I think it's Saturday. So, yesterday (no, I didn't go in to work) I spent 4 hours at the cancer center. I was dehydrated and had to be given IV fluids (that takes 2 hours.) I have been given strict orders to take the anti nausea medication on schedule regardless of how I feel at the moment. (Thurs. and Friday mornings I felt okay until about 10am, so I didn't take the medications until it was too late.....)
My brother-in-law Wayne - the pharmacist - warned me ahead of time that chemo would be hard on me for two reasons: 1) I'm female. We don't do so well in the nausea department and 2) I'm Mormon. Mormons don't drink or smoke and therefore their bodies aren't accustomed to being "poisoned" and hence the nausea would be unaccustomed. ha! the joke is on me.
Really, though, this nausea is obnoxious. Smells, thoughts, pictures, situations all make it worse..... I'm sure that I will be the envy of my weight watchers companions.. I'm down several pounds. Mom is being my guardian angel - nurturing me with whatever I might be able to keep down (Sprite, spaghetti, grapes!) Stephen had an accident on Tuesday and our car has to be replaced - all the talk about "what to do" and "what kind of car do we want?" also makes me nauseated...... bleah! bleah! bleah!
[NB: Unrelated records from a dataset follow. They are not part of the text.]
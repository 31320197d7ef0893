use eframe::egui;

use crate::DesignerApp;
use crate::components::ViewButton;
use crate::view::View;

pub fn view_selector(app: &mut DesignerApp, ctx: &egui::Context) {
    egui::TopBottomPanel::top("view_selector").show(ctx, |ui| {
        ui.horizontal(|ui| {
            ui.heading("Design your tee");
            ui.separator();

            let active = app.context.active_view();
            for view in View::ALL {
                if ViewButton::new(view, view == active).show(ui).clicked() {
                    app.context.switch_view(view);
                }
            }

            ui.with_layout(egui::Layout::right_to_left(egui::Align::Center), |ui| {
                ui.toggle_value(&mut app.show_preview, "3D Preview");
            });
        });
    });
}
The CT scan results were revealed yesterday amongst all the waiting around. They state that my lungs are great! my bones are great! My liver and spleen are great! My stomach and abdomen are great! Apparently, there are just some lymph nodes in my left armpit where the other cancerous ones were that are showing abnormal. The chemo & radiation are supposed to take care of them..... I will get another CT scan when the chemo is done.
Meanwhile, back to my fog......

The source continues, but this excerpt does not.